(Exercise description)
Your task is to repeat the entries exactly from their first line through the line with "or odd, or if", and to stop there.

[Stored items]
>>>
//! Axis-aligned closed rectangles in the flat `[lo_0..lo_{D-1}, hi_0..hi_{D-1}]` layout.

use crate::morse_error::MorseError;
use serde::{Deserialize, Serialize};

/// A closed axis-aligned box stored as `[lower.., upper..]`.
///
/// Degenerate boxes (`lo == hi` on some axis) are allowed; a point is the box
/// whose lower and upper corners coincide.
#[derive(Clone, Debug, PartialEq, Serialize, Deserialize)]
#[serde(try_from = "Vec<f64>", into = "Vec<f64>")]
pub struct Rect(Vec<f64>);

impl Rect {
    /// Wrap a flat `[lo.., hi..]` vector.
    ///
    /// # Errors
    /// [`MorseError::InvalidRect`] if the length is zero or odd, or if
    /// `lo_k <= hi_k` fails on some axis (NaN bounds included).
    pub fn new(bounds: Vec<f64>) -> Result<Self, MorseError> {
        if bounds.is_empty() || bounds.len() % 2 != 0 {
            return Err(MorseError::InvalidRect(format!(
                "expected a non-empty even number of bounds, found {}",
                bounds.len()
            )));
        }
        let dim = bounds.len() / 2;
        if let Some(k) = (0..dim).find(|&k| !(bounds[k] <= bounds[dim + k])) {
            return Err(MorseError::InvalidRect(format!(
                "axis {k}: lower bound {} exceeds upper bound {}",
                bounds[k],
                bounds[dim + k]
            )));
        }
        Ok(Self(bounds))
    }

    /// Wrap bounds already known to have the `[lo.., hi..]` shape.
    pub(crate) fn from_vec_unchecked(bounds: Vec<f64>) -> Self {
        debug_assert!(!bounds.is_empty() && bounds.len() % 2 == 0);
        Self(bounds)
    }

    /// Build from separate lower and upper corners.
    pub fn from_bounds(lower: &[f64], upper: &[f64]) -> Result<Self, MorseError> {
        if lower.len() != upper.len() {
            return Err(MorseError::DimensionMismatch {
                expected: lower.len(),
                found: upper.len(),
            });
        }
        let mut bounds = Vec::with_capacity(2 * lower.len());
        bounds.extend_from_slice(lower);
        bounds.extend_from_slice(upper);
        Self::new(bounds)
    }

    /// The degenerate box `[x, x]`.
    pub fn point(x: &[f64]) -> Result<Self, MorseError> {
        Self::from_bounds(x, x)
    }

    /// Componentwise bounding box of a non-empty point set.
    ///
    /// Returns `None` for an empty input.
    pub fn hull<'a, I>(points: I) -> Option<Self>
    where
        I: IntoIterator<Item = &'a [f64]>,
    {
        let mut it = points.into_iter();
        let first = it.next()?;
        let mut lower = first.to_vec();
        let mut upper = first.to_vec();
        for p in it {
            for (k, &x) in p.iter().enumerate().take(lower.len()) {
                lower[k] = lower[k].min(x);
                upper[k] = upper[k].max(x);
            }
        }
        lower.extend(upper);
        Some(Self(lower))
    }

    /// Box of the given `size` centered at `center`.
    pub fn centered(center: &[f64], size: &[f64]) -> Self {
        let lower = center.iter().zip(size).map(|(c, s)| c - 0.5 * s);
        let upper = center.iter().zip(size).map(|(c, s)| c + 0.5 * s);
        Self(lower.chain(upper).collect())
    }

    #[inline]
    pub fn dim(&self) -> usize {
        self.0.len() / 2
    }

    #[inline]
    pub fn lower(&self) -> &[f64] {
        &self.0[..self.dim()]
    }

    #[inline]
    pub fn upper(&self) -> &[f64] {
        &self.0[self.dim()..]
    }

    /// Flat `[lo.., hi..]` view.
    #[inline]
    pub fn as_slice(&self) -> &[f64] {
        &self.0
    }

    pub fn into_vec(self) -> Vec<f64> {
        self.0
    }

    pub fn widths(&self) -> Vec<f64> {
        self.lower()
            .iter()
            .zip(self.upper())
            .map(|(lo, hi)| hi - lo)
            .collect()
    }

    pub fn center(&self) -> Vec<f64> {
        self.lower()
            .iter()
            .zip(self.upper())
            .map(|(lo, hi)| (lo + hi) / 2.0)
            .collect()
    }

    /// `true` when every bound is a finite number.
    pub fn is_finite(&self) -> bool {
        self.0.iter().all(|b| b.is_finite())
    }

    /// Closed membership test, inclusive on both ends of every axis.
    pub fn contains_point(&self, x: &[f64]) -> bool {
        x.len() == self.dim()
            && x
                .iter()
                .zip(self.lower().iter().zip(self.upper()))
                .all(|(v, (lo, hi))| *lo <= *v && *v <= *hi)
    }

    /// Grow by `amount[k]` on both sides of axis `k`.
    pub fn inflate(&self, amount: &[f64]) -> Self {
        let lower = self.lower().iter().zip(amount).map(|(lo, a)| lo - a);
        let upper = self.upper().iter().zip(amount).map(|(hi, a)| hi + a);
        Self(lower.chain(upper).collect())
    }

    pub(crate) fn check_dim(&self, dim: usize) -> Result<(), MorseError> {
        if self.dim() != dim {
            return Err(MorseError::DimensionMismatch {
                expected: dim,
                found: self.dim(),
            });
        }
        Ok(())
    }
}

impl TryFrom<Vec<f64>> for Rect {
    type Error = MorseError;

    fn try_from(bounds: Vec<f64>) -> Result<Self, Self::Error> {
        Self::new(bounds)
    }
}

impl From<Rect> for Vec<f64> {
    fn from(rect: Rect) -> Self {
        rect.0
    }
}

impl AsRef<[f64]> for Rect {
    fn as_ref(&self) -> &[f64] {
        &self.0
    }
}

#[cfg(test)]
mod tests {
    use super::Rect;

    use crate::morse_error::MorseError;

    #[test]
    fn rejects_odd_layouts() {
        assert!(matches!(Rect::new(vec![0.0, 1.0, 2.0]), Err(MorseError::InvalidRect(_))));
        assert!(matches!(Rect::new(vec![]), Err(MorseError::InvalidRect(_))));
    }

    #[test]
    fn rejects_inverted_and_nan_bounds() {
        assert!(matches!(Rect::new(vec![1.0, 0.0]), Err(MorseError::InvalidRect(_))));
        assert!(matches!(
            Rect::from_bounds(&[0.0, 2.0], &[1.0, 1.5]),
            Err(MorseError::InvalidRect(_))
        ));
        assert!(matches!(Rect::new(vec![f64::NAN, 1.0]), Err(MorseError::InvalidRect(_))));
        assert!(Rect::point(&[0.5, -0.5]).is_ok());
        assert!(Rect::new(vec![f64::NEG_INFINITY, 0.0]).unwrap().lower()[0].is_infinite());
        assert!(!Rect::new(vec![f64::NEG_INFINITY, 0.0]).unwrap().is_finite());
    }

    #[test]
    fn hull_and_center() {
        let pts: Vec<Vec<f64>> = vec![vec![1.0, -1.0], vec![-2.0, 3.0], vec![0.5, 0.0]];
        let hull = Rect::hull(pts.iter().map(Vec::as_slice)).unwrap();
        assert_eq!(hull.as_slice(), &[-2.0, -1.0, 1.0, 3.0]);
        assert_eq!(hull.center(), vec![-0.5, 1.0]);
        assert_eq!(hull.widths(), vec![3.0, 4.0]);
        assert!(Rect::hull(std::iter::empty()).is_none());
    }

    #[test]
    fn closed_membership() {
        let r = Rect::from_bounds(&[0.0, 0.0], &[1.0, 2.0]).unwrap();
        assert!(r.contains_point(&[0.0, 2.0]));
        assert!(r.contains_point(&[1.0, 0.0]));
        assert!(!r.contains_point(&[1.0001, 0.5]));
        assert!(!r.contains_point(&[0.5]));
    }

    #[test]
    fn centered_box() {
        let r = Rect::centered(&[1.0, 2.0], &[0.5, 1.0]);
        assert_eq!(r.as_slice(), &[0.75, 1.5, 1.25, 2.5]);
    }
}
<<<
(Response area)
//! Axis-aligned closed rectangles in the flat `[lo_0..lo_{D-1}, hi_0..hi_{D-1}]` layout.

use crate::morse_error::MorseError;
use serde::{Deserialize, Serialize};

/// A closed axis-aligned box stored as `[lower.., upper..]`.
///
/// Degenerate boxes (`lo == hi` on some axis) are allowed; a point is the box
/// whose lower and upper corners coincide.
#[derive(Clone, Debug, PartialEq, Serialize, Deserialize)]
#[serde(try_from = "Vec<f64>", into = "Vec<f64>")]
pub struct Rect(Vec<f64>);

impl Rect {
    /// Wrap a flat `[lo.., hi..]` vector.
    ///
    /// # Errors
    /// [`MorseError::InvalidRect`] if the length is zero or odd, or if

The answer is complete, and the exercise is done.